The Securities and Exchange Commission released guidance related to "robo advisors" as well as an Investor Bulletin for investors considering using the automated investing platforms. Robos are registered investment advisors, subject to the same fiduciary obligations as other RIAs, the SEC says. The guidance provides them with suggestions on meeting disclosure, suitability and compliance requirements. The Investor Bulletin brings up important issues investors should consider, including the level of human interaction, the information the robo uses in creating recommendations, the robo’s approach to investing, and the fees involved. “This information is designed to help investors tap into the opportunities that fintech innovation can provide while ensuring fairness and investor protection,” said SEC Acting Chairman Michael Piwowar.
Advisors Aren't Talking to Clients Enough About Risk
FinMason, a fintech and analytics firm, suggests advisors are not having adequate conversations with clients about risk.
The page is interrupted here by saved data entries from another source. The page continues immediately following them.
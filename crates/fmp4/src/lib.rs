//! Fragmented MP4 boxes used by HLS: the initialization section (`ftyp` +
//! `moov`) and media parts (`moof` + `mdat`).
//!
//! Sample entries are kept codec agnostic. Codec specific configuration boxes
//! (`avcC`, `hvcC`, `esds`, ...) are carried as opaque payloads so that the
//! caller decides how to encode and decode them.

mod error;
mod init;
mod part;
mod reader;
mod writer;

pub use error::{Fmp4Error, Fmp4Result};
pub use init::{ConfigBox, Init, InitTrack, SampleEntry};
pub use part::{Part, PartTrack, Sample, PART_OVERHEAD, SAMPLE_OVERHEAD, TRACK_OVERHEAD};
pub use reader::{BoxReader, RawBox};
//! Codecs carried by HLS tracks, their parameters and bitstream helpers.

pub mod av1;
pub(crate) mod bits;
pub mod dts;
pub mod h264;
pub mod h265;
pub mod mpeg1audio;
pub mod mpeg4audio;
pub mod opus;
pub mod vp9;

use bytes::Bytes;
use hlskit_fmp4::{ConfigBox, SampleEntry};

pub use mpeg4audio::AudioSpecificConfig;
pub use vp9::Vp9Params;

use crate::error::{HlsError, HlsResult};

/// Clock rate of video tracks and of MPEG-TS timestamps.
pub const VIDEO_CLOCK_RATE: u32 = 90000;

#[derive(Debug, Clone, PartialEq, Eq)]
pub enum Codec {
    Av1 {
        /// Sequence header OBU.
        sequence_header: Bytes,
    },
    Vp9(Vp9Params),
    H265 {
        vps: Bytes,
        sps: Bytes,
        pps: Bytes,
    },
    H264 {
        sps: Bytes,
        pps: Bytes,
    },
    Opus {
        channel_count: u8,
    },
    Mpeg4Audio(AudioSpecificConfig),
    Mpeg1Audio,
    Klv,
}

impl Codec {
    pub fn name(&self) -> &'static str {
        match self {
            Codec::Av1 { .. } => "AV1",
            Codec::Vp9(_) => "VP9",
            Codec::H265 { .. } => "H265",
            Codec::H264 { .. } => "H264",
            Codec::Opus { .. } => "Opus",
            Codec::Mpeg4Audio(_) => "MPEG-4 audio",
            Codec::Mpeg1Audio => "MPEG-1 audio",
            Codec::Klv => "KLV",
        }
    }

    pub fn is_video(&self) -> bool {
        match self {
            Codec::Av1 { .. } | Codec::Vp9(_) | Codec::H265 { .. } | Codec::H264 { .. } => true,
            Codec::Opus { .. } | Codec::Mpeg4Audio(_) | Codec::Mpeg1Audio | Codec::Klv => false,
        }
    }

    pub fn clock_rate(&self) -> u32 {
        match self {
            Codec::Av1 { .. }
            | Codec::Vp9(_)
            | Codec::H265 { .. }
            | Codec::H264 { .. }
            | Codec::Mpeg1Audio
            | Codec::Klv => VIDEO_CLOCK_RATE,
            Codec::Opus { .. } => opus::CLOCK_RATE,
            Codec::Mpeg4Audio(config) => config.sample_rate,
        }
    }

    /// RFC 6381 codec string, when the parameters needed to build it are
    /// known.
    pub fn codec_string(&self) -> Option<String> {
        match self {
            Codec::Av1 { sequence_header } => av1::SequenceHeader::parse(sequence_header)
                .ok()
                .map(|sh| sh.codec_string()),
            Codec::Vp9(params) => Some(params.codec_string()),
            Codec::H265 { sps, .. } => h265::Sps::parse(sps).ok().map(|sps| sps.codec_string()),
            Codec::H264 { sps, .. } => h264::Sps::parse(sps).ok().map(|sps| sps.codec_string()),
            Codec::Opus { .. } => Some("opus".to_string()),
            Codec::Mpeg4Audio(config) => Some(config.codec_string()),
            Codec::Mpeg1Audio => Some("mp4a.40.34".to_string()),
            Codec::Klv => None,
        }
    }

    /// Picture size of video codecs, when known.
    pub fn resolution(&self) -> Option<(u32, u32)> {
        match self {
            Codec::Av1 { sequence_header } => av1::SequenceHeader::parse(sequence_header)
                .ok()
                .map(|sh| (sh.max_frame_width, sh.max_frame_height)),
            Codec::Vp9(params) => Some((params.width, params.height)),
            Codec::H265 { sps, .. } => h265::Sps::parse(sps).ok().map(|s| (s.width, s.height)),
            Codec::H264 { sps, .. } => h264::Sps::parse(sps).ok().map(|s| (s.width, s.height)),
            Codec::Opus { .. } | Codec::Mpeg4Audio(_) | Codec::Mpeg1Audio | Codec::Klv => None,
        }
    }

    /// Whether the parameters needed to describe the track in an init
    /// segment are present.
    pub fn is_ready(&self) -> bool {
        match self {
            Codec::Av1 { sequence_header } => !sequence_header.is_empty(),
            Codec::H265 { vps, sps, pps } => !vps.is_empty() && !sps.is_empty() && !pps.is_empty(),
            Codec::H264 { sps, pps } => !sps.is_empty() && !pps.is_empty(),
            Codec::Vp9(_)
            | Codec::Opus { .. }
            | Codec::Mpeg4Audio(_)
            | Codec::Mpeg1Audio
            | Codec::Klv => true,
        }
    }

    pub fn sample_entry(&self, track_id: u32) -> HlsResult<SampleEntry> {
        let video = |format: &[u8; 4], config: ConfigBox| {
            let (width, height) = self.resolution().unwrap_or_default();
            SampleEntry::Video {
                format: *format,
                width: width as u16,
                height: height as u16,
                config: vec![config],
            }
        };

        Ok(match self {
            Codec::Av1 { sequence_header } => video(
                b"av01",
                ConfigBox::new(b"av1C", av1::av1_config(sequence_header)?),
            ),
            Codec::Vp9(params) => video(b"vp09", ConfigBox::new(b"vpcC", vp9::vp_config(params))),
            Codec::H265 { vps, sps, pps } => video(
                b"hvc1",
                ConfigBox::new(b"hvcC", h265::hevc_config(vps, sps, pps)?),
            ),
            Codec::H264 { sps, pps } => {
                video(b"avc1", ConfigBox::new(b"avcC", h264::avc_config(sps, pps)?))
            }
            Codec::Opus { channel_count } => SampleEntry::Audio {
                format: *b"Opus",
                channel_count: *channel_count as u16,
                sample_rate: opus::CLOCK_RATE,
                config: vec![ConfigBox::new(b"dOps", opus::opus_config(*channel_count))],
            },
            Codec::Mpeg4Audio(config) => SampleEntry::Audio {
                format: *b"mp4a",
                channel_count: config.channel_count as u16,
                sample_rate: config.sample_rate,
                config: vec![ConfigBox::new(
                    b"esds",
                    mpeg4audio::esds(
                        track_id,
                        mpeg4audio::OBJECT_TYPE_INDICATION_MPEG4_AUDIO,
                        Some(&config.marshal()?),
                    ),
                )],
            },
            Codec::Mpeg1Audio => SampleEntry::Audio {
                format: *b"mp4a",
                channel_count: 2,
                sample_rate: 0,
                config: vec![ConfigBox::new(
                    b"esds",
                    mpeg4audio::esds(
                        track_id,
                        mpeg4audio::OBJECT_TYPE_INDICATION_MPEG1_AUDIO,
                        None,
                    ),
                )],
            },
            Codec::Klv => return Err(HlsError::UnsupportedCodec("KLV in fMP4".to_string())),
        })
    }

    pub fn from_sample_entry(entry: &SampleEntry) -> HlsResult<Self> {
        let config = |kind: &[u8; 4]| {
            entry.config(kind).ok_or_else(|| {
                HlsError::codec(
                    "fMP4",
                    format!("{} box is missing", String::from_utf8_lossy(kind)),
                )
            })
        };

        match (entry.format(), entry) {
            (b"av01", _) => Ok(Codec::Av1 {
                sequence_header: av1::parse_av1_config(config(b"av1C")?)?.into(),
            }),
            (b"vp09", SampleEntry::Video { width, height, .. }) => Ok(Codec::Vp9(
                vp9::parse_vp_config(config(b"vpcC")?, *width as u32, *height as u32)?,
            )),
            (b"hvc1" | b"hev1", _) => {
                let (vps, sps, pps) = h265::parse_hevc_config(config(b"hvcC")?)?;
                Ok(Codec::H265 {
                    vps: vps.into(),
                    sps: sps.into(),
                    pps: pps.into(),
                })
            }
            (b"avc1" | b"avc3", _) => {
                let (sps, pps) = h264::parse_avc_config(config(b"avcC")?)?;
                Ok(Codec::H264 {
                    sps: sps.into(),
                    pps: pps.into(),
                })
            }
            (b"Opus", _) => Ok(Codec::Opus {
                channel_count: opus::parse_opus_config(config(b"dOps")?)?,
            }),
            (b"mp4a", _) => match mpeg4audio::parse_esds(config(b"esds")?)? {
                (mpeg4audio::OBJECT_TYPE_INDICATION_MPEG4_AUDIO, Some(info)) => Ok(
                    Codec::Mpeg4Audio(AudioSpecificConfig::parse(&info)?),
                ),
                (0x69 | mpeg4audio::OBJECT_TYPE_INDICATION_MPEG1_AUDIO, _) => {
                    Ok(Codec::Mpeg1Audio)
                }
                (oti, _) => Err(HlsError::UnsupportedCodec(format!(
                    "mp4a with object type indication 0x{oti:02x}"
                ))),
            },
            (format, _) => Err(HlsError::UnsupportedCodec(
                String::from_utf8_lossy(format).into_owned(),
            )),
        }
    }

    /// Builds a codec from an MPEG-TS stream type and the payload of its
    /// first PES packet.
    pub fn from_ts(codec: hlskit_mpegts::Codec, first_payload: &[u8]) -> HlsResult<Self> {
        use hlskit_mpegts::Codec as Ts;

        match codec {
            Ts::H264 => {
                let au = h264::split_annexb(first_payload).unwrap_or_default();
                let (sps, pps) = h264::find_params(&au);
                Ok(Codec::H264 {
                    sps: sps.cloned().unwrap_or_default(),
                    pps: pps.cloned().unwrap_or_default(),
                })
            }
            Ts::H265 => {
                let au = h264::split_annexb(first_payload).unwrap_or_default();
                let (vps, sps, pps) = h265::find_params(&au);
                Ok(Codec::H265 {
                    vps: vps.cloned().unwrap_or_default(),
                    sps: sps.cloned().unwrap_or_default(),
                    pps: pps.cloned().unwrap_or_default(),
                })
            }
            Ts::Mpeg4Audio => {
                let packets = hlskit_mpegts::adts::decode(first_payload)?;
                let first = packets
                    .first()
                    .ok_or_else(|| HlsError::codec("MPEG-4 audio", "no ADTS packets"))?;
                Ok(Codec::Mpeg4Audio(AudioSpecificConfig::from_adts(first)?))
            }
            Ts::Mpeg1Audio => Ok(Codec::Mpeg1Audio),
            Ts::Klv => Ok(Codec::Klv),
            Ts::Unsupported(stream_type) => Err(HlsError::UnsupportedCodec(format!(
                "MPEG-TS stream type 0x{stream_type:02x}"
            ))),
        }
    }

    /// MPEG-TS stream type of codecs the muxer can write in MPEG-TS.
    pub fn ts_codec(&self) -> Option<hlskit_mpegts::Codec> {
        match self {
            Codec::H264 { .. } => Some(hlskit_mpegts::Codec::H264),
            Codec::Mpeg4Audio(_) => Some(hlskit_mpegts::Codec::Mpeg4Audio),
            Codec::Mpeg1Audio => Some(hlskit_mpegts::Codec::Mpeg1Audio),
            Codec::Klv => Some(hlskit_mpegts::Codec::Klv),
            Codec::Av1 { .. } | Codec::Vp9(_) | Codec::H265 { .. } | Codec::Opus { .. } => None,
        }
    }
}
A survey FinMason conducted of 492 investors who work with a financial advisor found that only a quarter had been told how much their portfolios could lose if the stock market crashed. Of those who did have that conversation with their advisor, 62 percent said their loss would be less than what their stated exposure to equities would suggest. The survey also found that 57 percent of clients are likely to panic and sell if the next crash is anything like the one experienced in 2008. "This is setting up the same way as it always does. The market will eventually crash, maybe not today or even soon, but when it does, investors will feel upset, betrayed and litigious,” said Kendrick Wakeman, CEO and founder of FinMason. "I understand that many advisors don't want to potentially scare their clients with talk about possible volatility in the market. But, if an advisor has a conversation about a crash now, in the light of calm markets, they can have a very rational discussion of why it is important to take that risk.”
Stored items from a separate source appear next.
impl Muxer {
    /// Validates the configuration and the tracks and starts accepting
    /// samples.
    pub async fn start(&self) -> HlsResult<()> {
        let config = &self.inner.config;
        let tracks = &self.inner.tracks;

        if tracks.is_empty() {
            return Err(HlsError::InvalidConfig("at least one track is needed".to_string()));
        }
        let min_count = config.variant.min_segment_count();
        if config.segment_count < min_count {
            return Err(HlsError::InvalidConfig(format!(
                "the minimum segment count is {min_count}"
            )));
        }
        match config.variant {
            MuxerVariant::MpegTs => {
                if let Some(track) = tracks.iter().find(|t| t.codec.ts_codec().is_none()) {
                    return Err(HlsError::UnsupportedCodec(format!(
                        "{} can't be used with MPEG-TS",
                        track.codec.name()
                    )));
                }
            }
            MuxerVariant::Fmp4 | MuxerVariant::LowLatency => {
                if tracks.iter().any(|t| t.codec == Codec::Klv) {
                    return Err(HlsError::UnsupportedCodec(
                        "KLV can only be used with MPEG-TS".to_string(),
                    ));
                }
                if tracks.iter().filter(|t| t.codec.is_video()).count() > 1 {
                    return Err(HlsError::InvalidConfig(
                        "only one video track is supported".to_string(),
                    ));
                }
            }
        }

        let mut state = self.inner.state.lock().await;
        if state.is_some() {
            return Err(HlsError::InvalidConfig("muxer is already started".to_string()));
        }
        *state = Some(MuxerState::new(config, tracks)?);
        log::info!(
            "muxer started: {:?}, {} tracks",
            config.variant,
            tracks.len()
        );
        Ok(())
    }

    /// Prepares samples of track `index` and writes them, waking every
    /// pending request afterwards.
    async fn write<F>(&self, index: usize, matches: fn(&Codec) -> bool, prepare: F) -> HlsResult<()>
    where
        F: FnOnce(&mut MuxerTrack) -> HlsResult<Vec<MuxerSample>>,
    {
        let mut guard = self.inner.state.lock().await;
        let state = guard.as_mut().ok_or(HlsError::NotStarted)?;
        if state.closed {
            return Err(HlsError::Terminated);
        }
        let track = state
            .tracks
            .get_mut(index)
            .filter(|t| matches(&t.track.codec))
            .ok_or(HlsError::InvalidTrack(index))?;

        let samples = prepare(track)?;
        for sample in samples {
            state.write_sample(index, sample).await?;
        }
        drop(guard);
        self.inner.notify.notify_waiters();
        Ok(())
    }

    pub async fn write_av1(
        &self,
        track: usize,
        ntp: DateTime<Utc>,
        pts: i64,
        obus: Vec<Bytes>,
    ) -> HlsResult<()> {
        self.write(track, |c| matches!(c, Codec::Av1 { .. }), |t| {
            Ok(t.prepare_av1(ntp, pts, obus)?.into_iter().collect())
        })
        .await
    }

    pub async fn write_vp9(
        &self,
        track: usize,
        ntp: DateTime<Utc>,
        pts: i64,
        frame: Bytes,
    ) -> HlsResult<()> {
        self.write(track, |c| matches!(c, Codec::Vp9(_)), |t| {
            Ok(t.prepare_vp9(ntp, pts, frame)?.into_iter().collect())
        })
        .await
    }

    /// Writes an access unit made of NAL units without start codes.
    pub async fn write_h264(
        &self,
        track: usize,
        ntp: DateTime<Utc>,
        pts: i64,
        au: Vec<Bytes>,
    ) -> HlsResult<()> {
        self.write(track, |c| matches!(c, Codec::H264 { .. }), |t| {
            Ok(t.prepare_h26x(ntp, pts, au)?.into_iter().collect())
        })
        .await
    }

    pub async fn write_h265(
        &self,
        track: usize,
        ntp: DateTime<Utc>,
        pts: i64,
        au: Vec<Bytes>,
    ) -> HlsResult<()> {
        self.write(track, |c| matches!(c, Codec::H265 { .. }), |t| {
            Ok(t.prepare_h26x(ntp, pts, au)?.into_iter().collect())
        })
        .await
    }

    /// Writes consecutive Opus packets starting at `pts`.
    pub async fn write_opus(
        &self,
        track: usize,
        ntp: DateTime<Utc>,
        pts: i64,
        packets: Vec<Bytes>,
    ) -> HlsResult<()> {
        self.write(track, |c| matches!(c, Codec::Opus { .. }), |t| {
            let mut samples = Vec::with_capacity(packets.len());
            let mut offset = 0;
            for packet in packets {
                let duration = opus::packet_duration(&packet)? as i64;
                samples.push(frame_sample(t, ntp, pts, offset, packet));
                offset += duration;
            }
            Ok(samples)
        })
        .await
    }

    /// Writes consecutive MPEG-4 audio access units starting at `pts`.
    pub async fn write_mpeg4audio(
        &self,
        track: usize,
        ntp: DateTime<Utc>,
        pts: i64,
        aus: Vec<Bytes>,
    ) -> HlsResult<()> {
        self.write(track, |c| matches!(c, Codec::Mpeg4Audio(_)), |t| {
            Ok(aus
                .into_iter()
                .enumerate()
                .map(|(i, au)| {
                    let offset = i as i64 * SAMPLES_PER_ACCESS_UNIT as i64;
                    frame_sample(t, ntp, pts, offset, au)
                })
                .collect())
        })
        .await
    }

    /// Writes consecutive MPEG-1 audio frames starting at `pts`.
    pub async fn write_mpeg1audio(
        &self,
        track: usize,
        ntp: DateTime<Utc>,
        pts: i64,
        frames: Vec<Bytes>,
    ) -> HlsResult<()> {
        self.write(track, |c| matches!(c, Codec::Mpeg1Audio), |t| {
            let mut samples = Vec::with_capacity(frames.len());
            let mut offset = 0;
            for frame in frames {
                let header = FrameHeader::parse(&frame)?;
                let duration = rescale(
                    header.sample_count() as i64,
                    header.sample_rate,
                    t.track.clock_rate,
                );
                samples.push(frame_sample(t, ntp, pts, offset, frame));
                offset += duration;
            }
            Ok(samples)
        })
        .await
    }

    pub async fn write_klv(
        &self,
        track: usize,
        ntp: DateTime<Utc>,
        pts: i64,
        unit: Bytes,
    ) -> HlsResult<()> {
        self.write(track, |c| matches!(c, Codec::Klv), |t| {
            Ok(vec![t.prepare_frame(ntp, pts, unit)])
        })
        .await
    }

    /// Stops the muxer, removes every segment and answers pending requests
    /// with 404.
    pub async fn close(&self) {
        let mut guard = self.inner.state.lock().await;
        if let Some(state) = guard.as_mut() {
            state.closed = true;
            for stream in &mut state.streams {
                if let Err(err) = stream.clear(&mut state.paths).await {
                    log::warn!("failed to remove segments of {}: {err}", stream.name);
                }
            }
        }
        drop(guard);
        self.inner.notify.notify_waiters();
        log::info!("muxer closed");
    }
}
Is There A Looming Retirement Crisis?
The decades-long shift away from pensions to 401(k)s is heavily contributing to a "looming retirement crisis," according to a CBSnews article on a Census Bureau research report. Analyzing the 2012 tax records of 155 million workers and 6.2 million companies, researchers Michael Gideon and Joshua Mitchell found that over 66 percent of workers with access to 401(k)s and defined contribution retirement plans aren't using them. As if that weren't bad enough, Gideon and Mitchell also found that the number of employers offering 401(k) plans is actually a lot lower than previous estimates of about 40 percent. The actual number, according to their research? Fourteen percent.